# Cutting edge bolts



## jojosaw (Jan 15, 2006)

I plow for a local Hiway dept. And cant seem to keep a cutting edge on my blade. Bolts either fall out or shear off. I am running an 8' fisher mm2 with an 8" cutting edge. I Have tried lock nuts, lock washers and both together but now the bolts just seem to shear the heads off. Today plowing roughly 2-3 inches my cutting edge fell off after 15 min with brand new bolts. Does anyone have any tips. Thanks


----------



## echovalley (Dec 5, 2004)

jojosaw said:


> I plow for a local Hiway dept.
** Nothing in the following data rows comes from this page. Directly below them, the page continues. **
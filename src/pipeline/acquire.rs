// Frame acquisition with a fixed warm-up
//
// The first few delivered samples are discarded so the camera's auto-exposure
// and white balance can settle. Attempts are bounded: a stalled device ends in
// CaptureFailed instead of blocking forever.

use std::thread;
use std::time::Duration;

use crate::capture::{MediaSample, SampleReader};

use super::error::CaptureError;

/// Total `read_sample` calls before giving up.
const MAX_ATTEMPTS: u32 = 10;

/// Samples discarded before one is kept.
const WARMUP_SAMPLES: u32 = 3;

/// Pause after an attempt that produced no sample.
const RETRY_DELAY: Duration = Duration::from_millis(50);

/// Warm-up aware sample acquirer.
#[derive(Debug, Clone)]
pub struct FrameAcquirer {
    max_attempts: u32,
    warmup_samples: u32,
    retry_delay: Duration,
}

impl Default for FrameAcquirer {
    fn default() -> Self {
        Self {
            max_attempts: MAX_ATTEMPTS,
            warmup_samples: WARMUP_SAMPLES,
            retry_delay: RETRY_DELAY,
        }
    }
}

impl FrameAcquirer {
    #[cfg(test)]
    pub(crate) fn without_delay() -> Self {
        Self {
            retry_delay: Duration::ZERO,
            ..Self::default()
        }
    }

    /// Read until a post-warm-up sample arrives, and flatten it into one
    /// contiguous buffer.
    ///
    /// Failed reads count as attempts without a sample. A flatten failure on
    /// the accepted sample is not retried.
    pub fn acquire<R: SampleReader>(
        &self,
        reader: &mut R,
    ) -> Result<<R::Sample as MediaSample>::Buffer, CaptureError> {
        let sample = self.accept_sample(reader)?;
        sample.to_contiguous().map_err(CaptureError::capture)
    }

    fn accept_sample<R: SampleReader>(&self, reader: &mut R) -> Result<R::Sample, CaptureError> {
        let mut delivered = 0u32;

        for attempt in 1..=self.max_attempts {
            let sample = match reader.read_sample() {
                Ok(Some(sample)) => sample,
                Ok(None) => {
                    tracing::trace!("attempt {attempt}: no sample yet");
                    thread::sleep(self.retry_delay);
                    continue;
                }
                Err(err) => {
                    tracing::debug!("attempt {attempt}: {err}");
                    thread::sleep(self.retry_delay);
                    continue;
                }
            };

            if delivered < self.warmup_samples {
                delivered += 1;
                tracing::trace!("attempt {attempt}: discarding warm-up sample {delivered}");
                drop(sample);
                continue;
            }

            tracing::debug!("attempt {attempt}: accepted sample after {delivered} warm-up");
            return Ok(sample);
        }

        Err(CaptureError::CaptureFailed(format!(
            "no usable sample after {} attempts ({} warm-up sample(s) seen)",
            self.max_attempts, delivered
        )))
    }
}
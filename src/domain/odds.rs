//! Odds quotes attached to events.

use rust_decimal::Decimal;
use serde::{Deserialize, Serialize};

use super::error::DomainError;
use super::id::EventId;

/// Current decimal odds for both participants of an event.
///
/// A quote is never patched field by field: a newer quote for the same event
/// replaces the previous one wholesale.
#[derive(Debug, Clone, PartialEq, Eq, Serialize, Deserialize)]
pub struct OddsQuote {
    event_id: EventId,
    odds_a: Decimal,
    odds_b: Decimal,
}

impl OddsQuote {
    /// Create a quote without validation.
    ///
    /// Prefer [`OddsQuote::try_new`] for values coming from outside the crate.
    #[must_use]
    pub const fn new(event_id: EventId, odds_a: Decimal, odds_b: Decimal) -> Self {
        Self {
            event_id,
            odds_a,
            odds_b,
        }
    }

    /// Create a quote, rejecting non-positive odds.
    pub fn try_new(event_id: EventId, odds_a: Decimal, odds_b: Decimal) -> Result<Self, DomainError> {
        for odds in [odds_a, odds_b] {
            if odds <= Decimal::ZERO {
                return Err(DomainError::NonPositiveOdds { event_id, odds });
            }
        }
        Ok(Self::new(event_id, odds_a, odds_b))
    }

    #[must_use]
    pub const fn event_id(&self) -> EventId {
        self.event_id
    }

    #[must_use]
    pub const fn odds_a(&self) -> Decimal {
        self.odds_a
    }

    #[must_use]
    pub const fn odds_b(&self) -> Decimal {
        self.odds_b
    }
}
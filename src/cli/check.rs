//! Handler for the `check-config` command.

use std::path::Path;

use crate::cli::output;
use crate::error::Result;
use crate::infrastructure::config::{Config, SourceConfig};

/// Validate configuration file without starting the feed.
pub fn execute<P: AsRef<Path>>(config_path: P) -> Result<()> {
    let path = config_path.as_ref();
    output::note(&format!("Checking configuration: {}", path.display()));

    let config = Config::load(path)?;
    output::ok("Configuration file is valid");

    output::section("Feed");
    output::key_value("Page size", config.sync.page_size);
    output::key_value(
        "Checkpoint",
        format!("every {}s", config.sync.checkpoint_interval_secs),
    );
    output::key_value("Fetch attempts", config.fetch.max_attempts);

    output::section("Source");
    output::key_value("Type", config.source.kind());
    match &config.source {
        SourceConfig::Demo(demo) => output::key_value("Events", demo.event_count),
        SourceConfig::Http(http) => {
            output::key_value("Base URL", &http.base_url);
            output::key_value("Events path", &http.events_path);
            output::key_value("Odds path", &http.odds_path);
            output::key_value(
                "Reset path",
                http.reset_path.as_deref().unwrap_or("(none)"),
            );
        }
    }

    output::section("Stream");
    output::key_value("Tick", format!("{}ms", config.stream.tick_ms));
    output::key_value("Max batch", config.stream.max_batch);
    output::key_value(
        "Reconnect",
        if config.stream.reconnect { "on" } else { "off" },
    );

    output::section("Storage");
    output::key_value("Snapshot", config.storage.snapshot_path().display());
    if config.storage.path.is_none() {
        output::note("  (platform cache directory)");
    }

    println!();
    output::ok("Configuration is ready to use.");
    Ok(())
}
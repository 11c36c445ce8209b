//! Feed synchronization and bulk fetch settings.

use std::time::Duration;

use serde::Deserialize;

use crate::application::fetch::{RetryPolicy, DEFAULT_MAX_ATTEMPTS};
use crate::application::pagination::DEFAULT_PAGE_SIZE;
use crate::application::SyncSettings;

/// `[sync]` section.
#[derive(Debug, Clone, Deserialize)]
pub struct SyncConfig {
    /// Records per page.
    #[serde(default = "default_page_size")]
    pub page_size: usize,
    /// Seconds between checkpoints while loaded.
    #[serde(default = "default_checkpoint_interval_secs")]
    pub checkpoint_interval_secs: u64,
    /// Capacity of the feed notification channel.
    #[serde(default = "default_event_capacity")]
    pub event_capacity: usize,
}

const fn default_page_size() -> usize {
    DEFAULT_PAGE_SIZE
}

const fn default_checkpoint_interval_secs() -> u64 {
    10
}

const fn default_event_capacity() -> usize {
    1024
}

impl Default for SyncConfig {
    fn default() -> Self {
        Self {
            page_size: default_page_size(),
            checkpoint_interval_secs: default_checkpoint_interval_secs(),
            event_capacity: default_event_capacity(),
        }
    }
}

impl From<&SyncConfig> for SyncSettings {
    fn from(config: &SyncConfig) -> Self {
        Self {
            page_size: config.page_size,
            checkpoint_interval: Duration::from_secs(config.checkpoint_interval_secs),
            event_capacity: config.event_capacity,
        }
    }
}

/// `[fetch]` section.
#[derive(Debug, Clone, Deserialize)]
pub struct FetchConfig {
    /// Attempts per bulk call, including the first.
    #[serde(default = "default_max_attempts")]
    pub max_attempts: u32,
    /// Delay between attempts in milliseconds.
    #[serde(default)]
    pub backoff_ms: u64,
}

const fn default_max_attempts() -> u32 {
    DEFAULT_MAX_ATTEMPTS
}

impl Default for FetchConfig {
    fn default() -> Self {
        Self {
            max_attempts: default_max_attempts(),
            backoff_ms: 0,
        }
    }
}

impl From<&FetchConfig> for RetryPolicy {
    fn from(config: &FetchConfig) -> Self {
        Self {
            max_attempts: config.max_attempts,
            backoff_ms: config.backoff_ms,
        }
    }
}
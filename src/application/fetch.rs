//! Bulk fetch with bounded retry.

use std::future::Future;
use std::sync::Arc;
use std::time::Duration;

use tokio::time::sleep;
use tracing::{debug, info, warn};

use super::reconcile::merge_bulk;
use crate::domain::MergedRecord;
use crate::error::{FetchError, SourceError};
use crate::port::EventSource;

/// Default attempts per call before giving up.
pub const DEFAULT_MAX_ATTEMPTS: u32 = 5;

/// Retry settings for a single bulk call.
#[derive(Debug, Clone, Copy, PartialEq, Eq)]
pub struct RetryPolicy {
    /// Total attempts per call, including the first one.
    pub max_attempts: u32,
    /// Constant delay between attempts (milliseconds).
    pub backoff_ms: u64,
}

impl Default for RetryPolicy {
    fn default() -> Self {
        Self {
            max_attempts: DEFAULT_MAX_ATTEMPTS,
            backoff_ms: 0,
        }
    }
}

/// Fetches events and odds concurrently and joins them.
pub struct BulkFetcher {
    source: Arc<dyn EventSource>,
    policy: RetryPolicy,
}

impl BulkFetcher {
    #[must_use]
    pub fn new(source: Arc<dyn EventSource>, policy: RetryPolicy) -> Self {
        Self { source, policy }
    }

    #[must_use]
    pub const fn policy(&self) -> RetryPolicy {
        self.policy
    }

    /// Fetch both collections and merge them into display order.
    ///
    /// Both calls run concurrently and are retried independently. Nothing is
    /// returned unless both succeed.
    ///
    /// # Errors
    ///
    /// Returns [`FetchError::FetchFailed`] for the first call that exhausts
    /// its attempts.
    pub async fn fetch(&self) -> Result<Vec<MergedRecord>, FetchError> {
        let (events, odds) = tokio::try_join!(
            self.with_retry("events", || self.source.fetch_events()),
            self.with_retry("odds", || self.source.fetch_odds()),
        )?;

        let fetched = events.len();
        let merged = merge_bulk(events, odds);
        info!(
            source = self.source.source_name(),
            events = fetched,
            records = merged.len(),
            "Bulk fetch complete"
        );
        Ok(merged)
    }

    /// Ask the source to drop its demo state. Failures are logged only.
    pub async fn reset_source(&self) {
        match self.source.reset().await {
            Ok(()) => debug!(source = self.source.source_name(), "Source reset"),
            Err(err) => warn!(
                source = self.source.source_name(),
                error = %err,
                "Source reset failed"
            ),
        }
    }

    async fn with_retry<T, F, Fut>(&self, resource: &'static str, mut call: F) -> Result<T, FetchError>
    where
        F: FnMut() -> Fut,
        Fut: Future<Output = Result<T, SourceError>>,
    {
        let max_attempts = self.policy.max_attempts.max(1);
        let mut attempt = 0;

        loop {
            attempt += 1;
            match call().await {
                Ok(value) => return Ok(value),
                Err(err) => {
                    let give_up = attempt >= max_attempts || !Self::should_retry(&err);
                    if give_up {
                        return Err(FetchError::FetchFailed {
                            resource,
                            attempts: attempt,
                            source: err,
                        });
                    }
                    warn!(
                        resource,
                        attempt,
                        max_attempts,
                        error = %err,
                        "Bulk fetch failed, retrying"
                    );
                    if self.policy.backoff_ms > 0 {
                        sleep(Duration::from_millis(self.policy.backoff_ms)).await;
                    }
                }
            }
        }
    }

    fn should_retry(err: &SourceError) -> bool {
        !matches!(err, SourceError::InvalidRequest { .. })
    }
}
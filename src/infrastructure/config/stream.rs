//! Odds stream settings.

use serde::Deserialize;

/// `[stream]` section.
#[derive(Debug, Clone, Deserialize)]
pub struct StreamConfig {
    /// Milliseconds between demo batches.
    #[serde(default = "default_tick_ms")]
    pub tick_ms: u64,
    /// Upper bound on quotes per demo batch.
    #[serde(default = "default_max_batch")]
    pub max_batch: usize,
    /// Wrap the stream with automatic reconnection.
    #[serde(default = "default_true")]
    pub reconnect: bool,
}

const fn default_tick_ms() -> u64 {
    1000
}

const fn default_max_batch() -> usize {
    10
}

const fn default_true() -> bool {
    true
}

impl Default for StreamConfig {
    fn default() -> Self {
        Self {
            tick_ms: default_tick_ms(),
            max_batch: default_max_batch(),
            reconnect: default_true(),
        }
    }
}
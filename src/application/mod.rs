//! Application services (use cases).
//!
//! These services implement the feed's synchronization logic on top of the
//! outbound ports; the orchestrator in [`sync`] ties them together.

pub mod feed;
pub mod fetch;
pub mod pagination;
pub mod persistence;
pub mod reconcile;
pub mod store;
pub mod sync;

pub use feed::{Feed, FeedEvent};
pub use fetch::{BulkFetcher, RetryPolicy};
pub use persistence::PersistenceGateway;
pub use sync::{SyncHandle, SyncOrchestrator, SyncSettings};
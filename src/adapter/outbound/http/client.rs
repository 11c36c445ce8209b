//! REST client for the remote events and odds collections.

use std::time::Duration;

use async_trait::async_trait;
use reqwest::Client as HttpClient;
use serde::de::DeserializeOwned;
use tracing::{debug, info, warn};

use super::dto::{EventDto, OddsDto};
use super::settings::HttpSourceConfig;
use crate::domain::{Event, OddsQuote};
use crate::error::SourceError;
use crate::port::EventSource;

/// [`EventSource`] over HTTP.
///
/// Each call is a single request; retrying is left to the bulk fetcher.
pub struct HttpEventSource {
    http: HttpClient,
    base_url: String,
    events_path: String,
    odds_path: String,
    reset_path: Option<String>,
}

impl HttpEventSource {
    #[must_use]
    pub fn new(base_url: impl Into<String>) -> Self {
        Self::with_client(HttpClient::new(), &HttpSourceConfig {
            base_url: base_url.into(),
            ..HttpSourceConfig::default()
        })
    }

    #[must_use]
    pub fn from_config(config: &HttpSourceConfig) -> Self {
        let http = HttpClient::builder()
            .timeout(Duration::from_millis(config.timeout_ms))
            .connect_timeout(Duration::from_millis(config.connect_timeout_ms))
            .build()
            .unwrap_or_else(|err| {
                warn!(error = %err, "Failed to build HTTP client, using defaults");
                HttpClient::new()
            });
        Self::with_client(http, config)
    }

    fn with_client(http: HttpClient, config: &HttpSourceConfig) -> Self {
        Self {
            http,
            base_url: config.base_url.trim_end_matches('/').to_string(),
            events_path: config.events_path.clone(),
            odds_path: config.odds_path.clone(),
            reset_path: config.reset_path.clone(),
        }
    }

    fn url(&self, path: &str) -> String {
        format!("{}/{}", self.base_url, path.trim_start_matches('/'))
    }

    async fn get_json<T>(&self, path: &str) -> Result<T, SourceError>
    where
        T: DeserializeOwned,
    {
        let url = self.url(path);
        debug!(url = %url, "GET");

        let response = self
            .http
            .get(&url)
            .send()
            .await
            .map_err(|err| SourceError::RequestFailed(err.to_string()))?;

        if response.status() == reqwest::StatusCode::NOT_FOUND {
            return Err(SourceError::InvalidRequest {
                path: path.to_string(),
            });
        }
        let response = response.error_for_status()?;

        let body = response
            .bytes()
            .await
            .map_err(|err| SourceError::RequestFailed(err.to_string()))?;
        Ok(serde_json::from_slice(&body)?)
    }
}

#[async_trait]
impl EventSource for HttpEventSource {
    async fn fetch_events(&self) -> Result<Vec<Event>, SourceError> {
        let events: Vec<EventDto> = self.get_json(&self.events_path).await?;
        debug!(count = events.len(), "Fetched events");
        Ok(events.into_iter().map(Event::from).collect())
    }

    async fn fetch_odds(&self) -> Result<Vec<OddsQuote>, SourceError> {
        let odds: Vec<OddsDto> = self.get_json(&self.odds_path).await?;
        debug!(count = odds.len(), "Fetched odds");
        odds.into_iter()
            .map(|dto| OddsQuote::try_from(dto).map_err(SourceError::from))
            .collect()
    }

    async fn reset(&self) -> Result<(), SourceError> {
        let Some(path) = &self.reset_path else {
            return Ok(());
        };
        let url = self.url(path);
        info!(url = %url, "Resetting remote source");
        self.http
            .post(&url)
            .send()
            .await
            .map_err(|err| SourceError::RequestFailed(err.to_string()))?
            .error_for_status()?;
        Ok(())
    }

    fn source_name(&self) -> &'static str {
        "http"
    }
}

#[cfg(test)]
mod tests {
    use super::*;

    #[test]
    fn test_url_joins_without_double_slashes() {
        let source = HttpEventSource::new("https://feed.example.com/api/");
        assert_eq!(source.url("/events"), "https://feed.example.com/api/events");
        assert_eq!(source.url("odds"), "https://feed.example.com/api/odds");
    }

    #[test]
    fn test_from_config_keeps_paths() {
        let config = HttpSourceConfig {
            base_url: "http://localhost:8080".into(),
            events_path: "/v2/matches".into(),
            reset_path: Some("/reset".into()),
            ..HttpSourceConfig::default()
        };
        let source = HttpEventSource::from_config(&config);

        assert_eq!(source.url(&source.events_path), "http://localhost:8080/v2/matches");
        assert_eq!(source.reset_path.as_deref(), Some("/reset"));
        assert_eq!(source.source_name(), "http");
    }

    #[tokio::test]
    async fn test_reset_without_path_is_noop() {
        let source = HttpEventSource::new("http://127.0.0.1:9");
        assert!(source.reset().await.is_ok());
    }

    #[tokio::test]
    async fn test_unreachable_host_is_request_failure() {
        let config = HttpSourceConfig {
            base_url: "http://127.0.0.1:9".into(),
            timeout_ms: 500,
            connect_timeout_ms: 200,
            ..HttpSourceConfig::default()
        };
        let source = HttpEventSource::from_config(&config);

        let err = source.fetch_events().await.unwrap_err();
        assert!(matches!(err, SourceError::RequestFailed(_)), "{err}");
    }
}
And cant seem to keep a cutting edge on my blade. Bolts either fall out or shear off. I am running an 8' fisher mm2 with an 8" cutting edge. I Have tried lock nuts, lock washers and both together but now the bolts just seem to shear the heads off. Today plowing roughly 2-3 inches my cutting edge fell off after 15 min with brand new bolts. Does anyone have any tips. Thanks


Is your trip edge perfectly straight or does it have a bow in it somewear?


----------



## Mick (May 19, 2001)

Are you using bolts supplied with the edges? The washers and nuts aren't going to help the strength (weakness) of the bolts, themselves.


----------



## lorentzlawnsnow (Aug 9, 2005)

sounds like you're using soft bolts


----------



## itsgottobegreen (Mar 31, 2004)

Go get some grade 8 bolts. Your 8" cutting edge is putting to much stress on the trip edge. So thats why they are breaking. Get a 6" cutting edge, you would be better off by doing so.


----------



## Rappa (Dec 2, 2003)

Not to mention todays storm was brutal on the plows. That layer of ice under there was trippin everyone up. I bet your not the only one today...


----------



## tessdad (Jan 25, 2005)

If you have a Cat dealer near you, you will find they have a very fair price on high quality bolts.
Before you bolt the edge back on, check the face of the trip edge and the back and front of the cutting edge for any high spots. It is very common to find high spots on a cutting edge where the square holes are punched. Take a small 4 1/2" grinder to the face of the trip edge and the cutting edge, do not cut into the metal, just flat disk the wheel to remove any high spots. When installing the hardware use a never-seize type grease on the threads, (it will allow you to get them tighter), after tightening the bolt as tight as you think you should, hit the heads of the bolts with a big hammer and tighten them again, you will notice a difference.


----------



## Joe D (Oct 2, 2005)

I went through the same thing on my Fisher with the 8" edge. You need to drill out the edge and mold board to acept 5/8 grade 8 bolts. If that didn't work i was going to step up to 3/4 in but I never broke another bolt after the 5/8 went in.


----------



## jojosaw (Jan 15, 2006)

I am using the supplied bolts, My trip edge does bow out in the middle somewhat
. I am going to try to drill out the holes to accept the 5/8 bolts, the 1/2 inch bolts seem to swim in the holes so I can see why the edge might be able to shear bolts. Thanks for all the sugg.


----------



## jojosaw (Jan 15, 2006)

I am using the supplied bolts, My trip edge does bow out in the middle somewhat
. I am going to try to drill out the holes to accept the 5/8 bolts, the 1/2 inch bolts seem to swim in the holes so I can see why the edge might be able to shear bolts. Thanks for all the sugg.


----------



## grandview (Oct 9, 2005)

Bump them up to grade 8 did it with Boss plow.


----------